Friend 1: Bohot ho gaya! I can’t take this anymore! I am off to Himalayas.

Friend 2: Count me in.

Me: Oh! Me too!

3.23 a.m.

Friend 1: I really, really can’t sit for this exam man, I know nothing.

Me: Ya lets go to Night’s Watch instead and accompany Jon Snow then, Himalayas be so mainstream anyway!

Friend 2: LOL! See you tomorrow.

9.oo a.m. Examination Hall.

Friend 2: DUDE! She really skipped the exam!!

Me: Whaaaa……

And few hours later… She was found in her home, explaining to her parents about her impulsive decision, and how she is ready to take full responsibility, and whatever comes with it. The parents, however, were too baffled to react.

This could have been a less dramatic and less theatrical episode, had Education not been just about accumulation of degrees and ‘settling’ down in our society. She wasn’t sure of what she wanted next, she wanted time, and this is how she bought it for herself. And unfortunate as it might be, in most cases, impulsive and rash decisions help students break the claustrophobic routine of life that an Indian must follow- 10th,12th, Graduation, Post Graduation, Job, Marriage, Kids, retirement, ALL of which needs to be attained in a certain age and time frame. A major part of this time is spend in the education system, and the rest of it depends on which part of the education system time was spent in, ironic much?

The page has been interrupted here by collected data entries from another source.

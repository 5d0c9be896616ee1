//! # Printer Transport Layer
//!
//! Delivers a composed [`Document`] to a physical printer.
//!
//! ## Shape
//!
//! - [`PrinterLink`]: the capability interface over the radio. The BLE
//!   implementation lives in [`ble`]; tests substitute [`mock::MockLink`]
//!   without touching real hardware.
//! - [`Sender`]: the chunked streaming state machine, generic over any
//!   link.
//!
//! ## State Machine
//!
//! ```text
//! Idle → Discovering → Connected → ServiceBound → Streaming → Disconnected
//! ```
//!
//! Discovery through service binding happen inside `PrinterLink::connect`;
//! the sender drives streaming and owns the disconnect guarantee: every
//! path that acquires a device handle reaches `disconnect` exactly once,
//! on success and on every failure.
//!
//! ## Chunking and Pacing
//!
//! Segments are written in 50-byte chunks, strictly in sequence (chunk
//! N+1 is never issued before chunk N's write is acknowledged), with a
//! pacing delay between writes. The pacing is a hard requirement of the
//! target hardware class: unpaced writes overrun the printer's internal
//! buffer and silently corrupt output.

pub mod ble;
pub mod mock;

use std::time::Duration;

use async_trait::async_trait;
use tracing::{debug, info};

use crate::error::QuetzalError;
use crate::render::Document;

pub use ble::BleLink;

/// Chunk size for characteristic writes (bytes).
pub const CHUNK_SIZE: usize = 50;

/// Pacing delay between chunk writes.
pub const CHUNK_DELAY: Duration = Duration::from_millis(30);

/// Grace delay before disconnect, so the final chunk physically drains
/// before the link closes.
pub const DISCONNECT_GRACE: Duration = Duration::from_millis(500);

/// Capability interface over a wireless printer connection.
///
/// One implementor handle covers exactly one print job: acquired by
/// `connect`, released by `disconnect`, never cached across jobs.
#[async_trait]
pub trait PrinterLink {
    /// Discover a printer, open the connection, and resolve the write
    /// characteristic (Discovering → Connected → ServiceBound).
    ///
    /// On failure the link may hold a partially-acquired handle; the
    /// caller must still invoke [`disconnect`](Self::disconnect).
    async fn connect(&mut self) -> Result<(), QuetzalError>;

    /// Write one chunk and wait for its acknowledgment.
    async fn write_chunk(&mut self, chunk: &[u8]) -> Result<(), QuetzalError>;

    /// Release the device handle. Safe to call in any state.
    async fn disconnect(&mut self) -> Result<(), QuetzalError>;
}

/// # Chunked Document Sender
///
/// Streams a composed document over a [`PrinterLink`] with bounded chunk
/// size and inter-chunk pacing.
///
/// ## Example
///
/// ```no_run
/// use quetzal::transport::{BleLink, Sender};
/// use quetzal::render::Document;
///
/// # async fn example(document: Document) -> Result<(), quetzal::QuetzalError> {
/// let mut link = BleLink::new();
/// Sender::default().send(&mut link, &document).await?;
/// # Ok(())
/// # }
/// ```
#[derive(Debug, Clone)]
pub struct Sender {
    chunk_size: usize,
    chunk_delay: Duration,
    disconnect_grace: Duration,
}

impl Default for Sender {
    fn default() -> Self {
        Self {
            chunk_size: CHUNK_SIZE,
            chunk_delay: CHUNK_DELAY,
            disconnect_grace: DISCONNECT_GRACE,
        }
    }
}

impl Sender {
    /// Set the chunk size for characteristic writes.
    ///
    /// Larger chunks are faster but overflow the receiver's buffer.
    /// Default is 50 bytes.
    pub fn set_chunk_size(&mut self, size: usize) {
        self.chunk_size = size.max(1);
    }

    /// Set the pacing delay between chunks.
    ///
    /// Longer delays give the printer more time to drain its buffer.
    /// Default is 30ms.
    pub fn set_chunk_delay(&mut self, delay: Duration) {
        self.chunk_delay = delay;
    }

    /// Set the grace delay before disconnect. Default is 500ms.
    pub fn set_disconnect_grace(&mut self, delay: Duration) {
        self.disconnect_grace = delay;
    }

    /// Send a document: connect, stream every segment in order, disconnect.
    ///
    /// The device handle is released exactly once on every path. A
    /// mid-stream failure is terminal for the whole receipt: the document
    /// is never partially retried; the caller re-composes and re-sends.
    pub async fn send<L>(&self, link: &mut L, document: &Document) -> Result<(), QuetzalError>
    where
        L: PrinterLink + ?Sized,
    {
        if let Err(e) = link.connect().await {
            // connect may have left a partially-acquired handle behind
            let _ = link.disconnect().await;
            return Err(e);
        }

        let streamed = self.stream(link, document).await;
        if streamed.is_ok() {
            tokio::time::sleep(self.disconnect_grace).await;
        }
        let disconnected = link.disconnect().await;

        match (streamed, disconnected) {
            (Ok(()), Ok(())) => {
                info!(bytes = document.len(), "receipt delivered");
                Ok(())
            }
            // A streaming failure is the interesting one; a disconnect
            // failure on top of it changes nothing for the caller.
            (Err(e), _) => Err(e),
            (Ok(()), Err(e)) => Err(e),
        }
    }

    /// Streaming phase: sequential acknowledged chunk writes with pacing.
    async fn stream<L>(&self, link: &mut L, document: &Document) -> Result<(), QuetzalError>
    where
        L: PrinterLink + ?Sized,
    {
        for segment in document.segments() {
            debug!(bytes = segment.len(), "streaming segment");
            for chunk in segment.chunks(self.chunk_size) {
                link.write_chunk(chunk).await?;
                if !self.chunk_delay.is_zero() {
                    tokio::time::sleep(self.chunk_delay).await;
                }
            }
        }
        Ok(())
    }
}

// ============================================================================
// TESTS
// ============================================================================

#[cfg(test)]
mod tests {
    use super::mock::{FailAt, MockLink};
    use super::*;

    fn doc_of(bytes: Vec<u8>) -> Document {
        let mut doc = Document::new();
        doc.push_segment(bytes);
        doc
    }

    fn fast_sender() -> Sender {
        let mut sender = Sender::default();
        sender.set_chunk_delay(Duration::ZERO);
        sender.set_disconnect_grace(Duration::ZERO);
        sender
    }

    #[tokio::test]
    async fn test_chunking_is_exact() {
        let mut link = MockLink::new();
        let doc = doc_of(vec![0xAB; 500]);
        fast_sender().send(&mut link, &doc).await.unwrap();

        assert_eq!(link.writes.len(), 10);
        assert!(link.writes.iter().all(|w| w.len() == 50));
    }

    #[tokio::test]
    async fn test_short_final_chunk() {
        let mut link = MockLink::new();
        let doc = doc_of(vec![0x01; 120]);
        fast_sender().send(&mut link, &doc).await.unwrap();

        assert_eq!(link.writes.len(), 3);
        assert_eq!(link.writes[2].len(), 20);
    }

    #[tokio::test]
    async fn test_segments_stream_in_order() {
        let mut link = MockLink::new();
        let mut doc = Document::new();
        doc.push_segment(vec![0x01; 10]);
        doc.push_segment(vec![0x02; 10]);
        fast_sender().send(&mut link, &doc).await.unwrap();

        let flat: Vec<u8> = link.writes.concat();
        assert_eq!(&flat[..10], &[0x01; 10]);
        assert_eq!(&flat[10..], &[0x02; 10]);
    }

    #[tokio::test]
    async fn test_disconnects_on_success() {
        let mut link = MockLink::new();
        fast_sender().send(&mut link, &doc_of(vec![0; 10])).await.unwrap();
        assert!(!link.connected);
        assert_eq!(link.disconnect_calls, 1);
    }

    #[tokio::test]
    async fn test_disconnects_when_connect_fails() {
        let mut link = MockLink::failing_at(FailAt::Connect);
        let err = fast_sender()
            .send(&mut link, &doc_of(vec![0; 10]))
            .await
            .unwrap_err();
        assert!(matches!(err, QuetzalError::Discovery(_)));
        assert_eq!(link.disconnect_calls, 1);
        assert!(link.writes.is_empty());
    }

    #[tokio::test]
    async fn test_disconnects_when_a_chunk_write_fails() {
        for failing_chunk in [0, 1, 5] {
            let mut link = MockLink::failing_at(FailAt::Chunk(failing_chunk));
            let err = fast_sender()
                .send(&mut link, &doc_of(vec![0; 500]))
                .await
                .unwrap_err();
            assert!(matches!(err, QuetzalError::Transmission(_)));
            assert!(!link.connected);
            assert_eq!(link.disconnect_calls, 1);
            // Nothing written after the failure
            assert_eq!(link.writes.len(), failing_chunk);
        }
    }

    #[tokio::test]
    async fn test_stream_error_wins_over_disconnect_error() {
        let mut link = MockLink::failing_at(FailAt::Chunk(0));
        link.also_fail_disconnect = true;
        let err = fast_sender()
            .send(&mut link, &doc_of(vec![0; 10]))
            .await
            .unwrap_err();
        assert!(matches!(err, QuetzalError::Transmission(_)));
        assert_eq!(link.disconnect_calls, 1);
    }

    #[tokio::test]
    async fn test_empty_document_still_connects_and_disconnects() {
        let mut link = MockLink::new();
        fast_sender().send(&mut link, &Document::new()).await.unwrap();
        assert_eq!(link.connect_calls, 1);
        assert_eq!(link.disconnect_calls, 1);
        assert!(link.writes.is_empty());
    }
}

Instead of focusing energy on finding that one passion, everyone is busy with the next entrance, securing ‘seats’, finding jobs.

The idea of not living upto these expectations has made students and their parents so paranoid, that sometimes over 2-3 ‘back up plans’ exist in place, instead of one clear sense of direction. Instead of focusing all energies on finding that one passion, everyone is so caught up giving the next entrance, securing ‘seats’, finding jobs. Eventually, these ‘directionless wanderers’ resort to a path chalked out for them by others, because obviously one cannot falter, one doesn’t have all the time in the world to decide what is it that they really want to do. For, once you have been provided with the ‘best education’, the next obvious step is to launch into the ‘real’ world, with a ‘real’ job.

“I am pursuing M.A, only because if I don’t study further, mummy toh shaadi karwa degi. Papa is adamant already.” said another friend on asking why she is pursuing her Post-Graduation in English. Mind you this is a resident of Delhi, if you assume otherwise.

It is precisely at this junction, that the idea of taking a ‘gap year’ comes in handy. An idea very much encouraged in West, but the word itself is frowned upon in our country. A gap year in India can only come about, if the following ‘conditions apply‘ tag accompanies it:

*For Engineering, MBA, MBBS, UPSC, SSC aspirants only. If you happen to be a ‘I-am-still-confused-need-time-to-think’ kind of student, better better figure out your calling soon, or better still, join the above list of aspirants.*



The concept of taking some time off means to look back and take a moment to introspect, and judge whether one is one the right track after all. Whether the dreams and ambitions that seemed realistic in college will actually be met or not? The naysayers who think that it is a blot on the CV, and suddenly become all philosophical with clichéd arguments like ‘Time waits for none’, and ‘There is no getting younger’, must also remember ‘Not all those who wander are lost’. One needs to question what is it to really ‘settle down’? Is that ‘settlement’ really worth it all?

At times, it really is okay to play into the chaos, as long as it leads one to the path that is theirs, chosen by them, owned by them and loved by them. Everybody deserves their fair share of chaos. It’s time for the ‘chaos’ to be seen as the ‘ladder’ to greater things in life. It’s time to explain the dilemma of ‘what next?’ with ownership and warmth, and not embarrassment and fear. And if you still aren’t convinced, revisit the actual foundation of education, which is supposed to strengthen and liberate an individual with knowledge and information, and not leave one debilitating and handcuffed.